▶ Problem details:
Your answer should be the lines of the data below that contain "spaces".

▶ Input material:
========

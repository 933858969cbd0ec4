//! Expenses and receipts
//!
//! An expense moves money out of an account; a receipt moves it in. The
//! target is given directly, or indirectly as a supplier/employee whose
//! linked account takes the entry. Exactly one of the three must be set.

use crate::core::OpContext;
use crate::db::repository::{account as account_repo, expense as expense_repo};
use crate::money;
use crate::utils::validation::{validate_optional_text, MAX_NOTE_LEN};
use shared::error::{AppError, AppResult, ErrorCode};
use shared::models::{
    AccountTransaction, Direction, Expense, ExpenseCreate, ExpenseKind, Role,
};
use shared::util::snowflake_id;
use sqlx::SqliteConnection;

use super::load_active_account;

/// Record money leaving an account
pub async fn create_expense(
    conn: &mut SqliteConnection,
    ctx: &OpContext,
    input: ExpenseCreate,
) -> AppResult<Expense> {
    record(conn, ctx, input, ExpenseKind::Expense).await
}

/// Record money entering an account
pub async fn create_receipt(
    conn: &mut SqliteConnection,
    ctx: &OpContext,
    input: ExpenseCreate,
) -> AppResult<Expense> {
    record(conn, ctx, input, ExpenseKind::Receipt).await
}

async fn record(
    conn: &mut SqliteConnection,
    ctx: &OpContext,
    input: ExpenseCreate,
    kind: ExpenseKind,
) -> AppResult<Expense> {
    ctx.ensure_live()?;
    ctx.require_role(Role::Manager)?;
    money::validate_amount(input.amount, "amount")?;
    validate_optional_text(&input.note, "note", MAX_NOTE_LEN)?;

    let account_id = resolve_target(conn, &input).await?;
    let account = load_active_account(conn, account_id).await?;

    let expense = Expense {
        id: snowflake_id(),
        kind,
        amount: money::round2(input.amount),
        account_id: account.id,
        supplier_id: input.supplier_id,
        employee_id: input.employee_id,
        shift_id: None,
        note: input.note,
        created_by: ctx.operator.id,
        created_at: ctx.now,
    };
    expense_repo::insert(conn, &expense).await?;

    let (direction, source_type) = match kind {
        ExpenseKind::Receipt => (Direction::In, "receipt"),
        _ => (Direction::Out, "expense"),
    };
    account_repo::insert_transaction(
        conn,
        &AccountTransaction {
            id: snowflake_id(),
            account_id: account.id,
            direction,
            amount: expense.amount,
            source_type: source_type.into(),
            source_id: Some(expense.id),
            note: expense.note.clone(),
            created_by: ctx.operator.id,
            created_at: ctx.now,
        },
    )
    .await?;

    tracing::info!(
        expense_id = expense.id,
        kind = ?kind,
        account_id = account.id,
        amount = expense.amount,
        "expense recorded"
    );
    Ok(expense)
}

/// Exactly one of account, supplier, employee picks the ledger account
async fn resolve_target(conn: &mut SqliteConnection, input: &ExpenseCreate) -> AppResult<i64> {
    let set = [
        input.account_id.is_some(),
        input.supplier_id.is_some(),
        input.employee_id.is_some(),
    ]
    .iter()
    .filter(|&&s| s)
    .count();
    if set != 1 {
        return Err(AppError::new(ErrorCode::BadExpenseTarget).with_detail("targets_set", set));
    }

    if let Some(account_id) = input.account_id {
        return Ok(account_id);
    }
    if let Some(supplier_id) = input.supplier_id {
        let supplier = expense_repo::find_supplier(conn, supplier_id)
            .await?
            .filter(|s| s.is_active)
            .ok_or_else(|| {
                AppError::new(ErrorCode::SupplierNotFound).with_detail("supplier_id", supplier_id)
            })?;
        return supplier.account_id.ok_or_else(|| {
            AppError::new(ErrorCode::BadExpenseTarget)
                .with_detail("reason", "supplier has no linked account")
        });
    }
    if let Some(employee_id) = input.employee_id {
        let employee = expense_repo::find_employee(conn, employee_id)
            .await?
            .filter(|e| e.is_active)
            .ok_or_else(|| {
                AppError::new(ErrorCode::EmployeeNotFound).with_detail("employee_id", employee_id)
            })?;
        return employee.account_id.ok_or_else(|| {
            AppError::new(ErrorCode::BadExpenseTarget)
                .with_detail("reason", "employee has no linked account")
        });
    }
    Err(AppError::new(ErrorCode::BadExpenseTarget))
}
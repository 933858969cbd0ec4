//! Discard a draft order
//!
//! Drafts never reached the kitchen, so they vanish without a trace: the
//! row and its lines are deleted outright. Anything past DRAFT must go
//! through item voids and close instead.

use crate::core::OpContext;
use crate::db::repository::order as order_repo;
use shared::error::{AppError, AppResult, ErrorCode};
use shared::models::OrderStatus;
use sqlx::SqliteConnection;

use super::load_order;

pub async fn discard_draft(
    conn: &mut SqliteConnection,
    ctx: &OpContext,
    order_id: i64,
) -> AppResult<()> {
    ctx.ensure_live()?;
    let order = load_order(conn, order_id).await?;
    if order.status != OrderStatus::Draft {
        return Err(AppError::new(ErrorCode::OrderNotDraft)
            .with_detail("order_id", order.id)
            .with_detail("status", format!("{:?}", order.status)));
    }

    for item in order_repo::list_items(conn, order.id).await? {
        order_repo::delete_customizations(conn, item.id).await?;
        order_repo::delete_item(conn, item.id).await?;
    }
    sqlx::query("DELETE FROM orders WHERE id = ?")
        .bind(order.id)
        .execute(conn)
        .await
        .map_err(crate::db::repository::db_err)?;

    tracing::info!(order_id = order.id, "draft discarded");
    Ok(())
}
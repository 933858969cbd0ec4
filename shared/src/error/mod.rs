//! Unified error system for the POS back-office engine
//!
//! This module provides a comprehensive error handling system with:
//! - [`ErrorCode`]: Standardized error codes for all error types
//! - [`ErrorCategory`]: Classification of errors by domain
//! - [`AppError`]: Rich error type with codes, messages, and details
//! - [`ApiResponse`]: Unified API response format
//!
//! # Error Code Ranges
//!
//! - 0xxx: General errors
//! - 2xxx: Permission errors
//! - 3xxx: Shift errors
//! - 4xxx: Order errors
//! - 5xxx: Payment errors
//! - 6xxx: Menu errors
//! - 7xxx: Account/ledger errors
//! - 8xxx: Expense errors
//! - 9xxx: System errors
//!
//! # Example
//!
//! ```
//! use shared::error::{AppError, ErrorCode, ApiResponse};
//!
//! // Create a simple error
//! let err = AppError::new(ErrorCode::OrderNotFound);
//!
//! // Create an error with custom message
//! let err = AppError::with_message(ErrorCode::ValidationFailed, "Quantity out of range");
//!
//! // Create an error with details
//! let err = AppError::validation("Missing required field")
//!     .with_detail("field", "table_id");
//!
//! // Convert to API response
//! let response = ApiResponse::<()>::error(&err);
//! ```

mod category;
mod codes;
mod http;
mod types;

pub use category::ErrorCategory;
pub use codes::{ErrorCode, InvalidErrorCode};
pub use types::{ApiResponse, AppError, AppResult};
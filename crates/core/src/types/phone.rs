//! Phone number type.

use core::fmt;

use serde::{Deserialize, Serialize};

/// Errors that can occur when parsing a [`Phone`].
#[derive(thiserror::Error, Debug, Clone)]
pub enum PhoneError {
    /// The input string is empty.
    #[error("phone number cannot be empty")]
    Empty,
    /// The input string is too long.
    #[error("phone number must be at most {max} characters")]
    TooLong {
        /// Maximum allowed length.
        max: usize,
    },
    /// The input contains characters other than digits, spaces, and `+ - ( )`.
    #[error("phone number contains invalid character: {0:?}")]
    InvalidCharacter(char),
    /// The input contains no digits at all.
    #[error("phone number must contain at least one digit")]
    NoDigits,
}

/// A phone number in the loose international format accepted by the SMS
/// provider.
///
/// Validation is deliberately permissive: the OTP provider is the authority
/// on whether a number is reachable. This type only rejects input that could
/// never be a phone number.
///
/// ## Examples
///
/// ```
/// use boutique_core::Phone;
///
/// assert!(Phone::parse("+221771234567").is_ok());
/// assert!(Phone::parse("77 123 45 67").is_ok());
/// assert!(Phone::parse("").is_err());
/// assert!(Phone::parse("not a number").is_err());
/// ```
#[derive(Debug, Clone, Serialize, Deserialize, PartialEq, Eq, Hash)]
#[serde(transparent)]
pub struct Phone(String);

impl Phone {
    /// Maximum length of a phone number.
    pub const MAX_LENGTH: usize = 32;

    /// Parse a `Phone` from a string.
    ///
    /// # Errors
    ///
    /// Returns an error if the input is empty, too long, contains characters
    /// outside digits/spaces/`+ - ( )`, or contains no digits.
    pub fn parse(s: &str) -> Result<Self, PhoneError> {
        if s.is_empty() {
            return Err(PhoneError::Empty);
        }

        if s.len() > Self::MAX_LENGTH {
            return Err(PhoneError::TooLong {
                max: Self::MAX_LENGTH,
            });
        }

        for c in s.chars() {
            if !(c.is_ascii_digit() || matches!(c, ' ' | '+' | '-' | '(' | ')')) {
                return Err(PhoneError::InvalidCharacter(c));
            }
        }

        if !s.chars().any(|c| c.is_ascii_digit()) {
            return Err(PhoneError::NoDigits);
        }

        Ok(Self(s.to_owned()))
    }

    /// Returns the phone number as a string slice.
    #[must_use]
    pub fn as_str(&self) -> &str {
        &self.0
    }

    /// Consumes the `Phone` and returns its inner string.
    #[must_use]
    pub fn into_inner(self) -> String {
        self.0
    }
}

impl fmt::Display for Phone {
    fn fmt(&self, f: &mut fmt::Formatter<'_>) -> fmt::Result {
        write!(f, "{}", self.0)
    }
}

impl std::str::FromStr for Phone {
    type Err = PhoneError;

    fn from_str(s: &str) -> Result<Self, Self::Err> {
        Self::parse(s)
    }
}

impl AsRef<str> for Phone {
    fn as_ref(&self) -> &str {
        &self.0
    }
}

// SQLx support (with postgres feature)
#[cfg(feature = "postgres")]
impl sqlx::Type<sqlx::Postgres> for Phone {
    fn type_info() -> sqlx::postgres::PgTypeInfo {
        <String as sqlx::Type<sqlx::Postgres>>::type_info()
    }

    fn compatible(ty: &sqlx::postgres::PgTypeInfo) -> bool {
        <String as sqlx::Type<sqlx::Postgres>>::compatible(ty)
    }
}

#[cfg(feature = "postgres")]
impl<'r> sqlx::Decode<'r, sqlx::Postgres> for Phone {
    fn decode(value: sqlx::postgres::PgValueRef<'r>) -> Result<Self, sqlx::error::BoxDynError> {
        let s = <String as sqlx::Decode<sqlx::Postgres>>::decode(value)?;
        // Database values are assumed valid
        Ok(Self(s))
    }
}

#[cfg(feature = "postgres")]
impl sqlx::Encode<'_, sqlx::Postgres> for Phone {
    fn encode_by_ref(
        &self,
        buf: &mut sqlx::postgres::PgArgumentBuffer,
    ) -> Result<sqlx::encode::IsNull, sqlx::error::BoxDynError> {
        <String as sqlx::Encode<sqlx::Postgres>>::encode_by_ref(&self.0, buf)
    }
}

#[cfg(test)]
#[allow(clippy::unwrap_used)]
mod tests {
    use super::*;

    #[test]
    fn test_parse_valid_numbers() {
        assert!(Phone::parse("+221771234567").is_ok());
        assert!(Phone::parse("77 123 45 67").is_ok());
        assert!(Phone::parse("(+221) 77-123-45-67").is_ok());
    }

    #[test]
    fn test_parse_empty() {
        assert!(matches!(Phone::parse(""), Err(PhoneError::Empty)));
    }

    #[test]
    fn test_parse_too_long() {
        let long = "1".repeat(40);
        assert!(matches!(
            Phone::parse(&long),
            Err(PhoneError::TooLong { .. })
        ));
    }

    #[test]
    fn test_parse_invalid_character() {
        assert!(matches!(
            Phone::parse("77abc4567"),
            Err(PhoneError::InvalidCharacter('a'))
        ));
    }

    #[test]
    fn test_parse_no_digits() {
        assert!(matches!(Phone::parse("+ - ()"), Err(PhoneError::NoDigits)));
    }

    #[test]
    fn test_serde_roundtrip() {
        let phone = Phone::parse("+221771234567").unwrap();
        let json = serde_json::to_string(&phone).unwrap();
        assert_eq!(json, "\"+221771234567\"");

        let parsed: Phone = serde_json::from_str(&json).unwrap();
        assert_eq!(parsed, phone);
    }
}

========

▶ The answer:
    /// The input contains characters other than digits, spaces, and `+ - ( )`.
    /// outside digits/spaces/`+ - ( )`, or contains no digits.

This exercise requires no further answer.